#### [Brief]
Using the listing below, copy every line that mentions "frames".

###

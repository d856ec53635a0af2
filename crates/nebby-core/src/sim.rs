//! Simulation state and the per-frame advance step.

use rand::Rng;

use crate::cycle::{Cycle, HudReadout};
use crate::geometry::Point;
use crate::orbit::{Ellipse, comet_velocity, orbit_point};
use crate::star::{Star, spawn_stars};
use crate::viewport::Viewport;

/// Everything the render loop owns between frames.
#[derive(Debug, Clone, PartialEq)]
pub struct SimState {
    /// Epoch cycle parameters.
    pub cycle: Cycle,
    /// Current viewport.
    pub viewport: Viewport,
    /// Drifting background stars.
    pub stars: Vec<Star>,
    /// Clock reading of the last advance, in seconds.
    pub now: f64,
    /// Number of advances applied so far.
    pub frame: u64,
}

impl Default for SimState {
    /// An empty sky on a zero-sized viewport.
    fn default() -> Self {
        Self {
            cycle: Cycle::default(),
            viewport: Viewport::new(0.0, 0.0, 1.0),
            stars: Vec::new(),
            now: 0.0,
            frame: 0,
        }
    }
}

impl SimState {
    /// Create a state with a freshly scattered starfield.
    pub fn new<R: Rng + ?Sized>(
        cycle: Cycle,
        viewport: Viewport,
        star_count: usize,
        rng: &mut R,
    ) -> Self {
        Self {
            cycle,
            viewport,
            stars: spawn_stars(star_count, &viewport, rng),
            now: 0.0,
            frame: 0,
        }
    }

    /// Replace the viewport. Stars keep their positions and re-wrap on the
    /// next advance.
    pub fn resized(mut self, viewport: Viewport) -> Self {
        self.viewport = viewport;
        self
    }

    /// Derive the read-only values a frame is drawn from.
    pub fn snapshot(&self) -> Snapshot<'_> {
        let progress = self.cycle.progress(self.now);
        let orbit = Ellipse::for_viewport(&self.viewport);
        Snapshot {
            progress,
            readout: self.cycle.readout(self.now),
            orbit,
            comet: orbit_point(progress, &orbit),
            velocity: comet_velocity(progress, &orbit),
            stars: &self.stars,
            viewport: self.viewport,
        }
    }
}

/// Advance the simulation to clock time `now`.
///
/// The orbit is a function of `now` alone, so skipped frames leave no drift;
/// only the starfield integrates per call.
pub fn advance(mut state: SimState, now: f64) -> SimState {
    let viewport = state.viewport;
    for star in &mut state.stars {
        star.step(&viewport);
    }
    state.now = now;
    state.frame += 1;
    state
}

/// Read-only view of one frame.
#[derive(Debug, Clone, Copy)]
pub struct Snapshot<'a> {
    /// Fraction of the current epoch, in `[0, 1)`.
    pub progress: f64,
    /// Values for the HUD overlay.
    pub readout: HudReadout,
    /// Orbit ellipse for the current viewport.
    pub orbit: Ellipse,
    /// Comet head position.
    pub comet: Point,
    /// Comet velocity per progress lookahead.
    pub velocity: Point,
    /// Stars, already advanced for this frame.
    pub stars: &'a [Star],
    /// Viewport the frame is drawn for.
    pub viewport: Viewport,
}

impl Snapshot<'_> {
    pub fn sectors(&self) -> u32 {
        self.readout.sectors
    }
}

###

#### [Task solution]
/// Everything the render loop owns between frames.
/// The orbit is a function of `now` alone, so skipped frames leave no drift;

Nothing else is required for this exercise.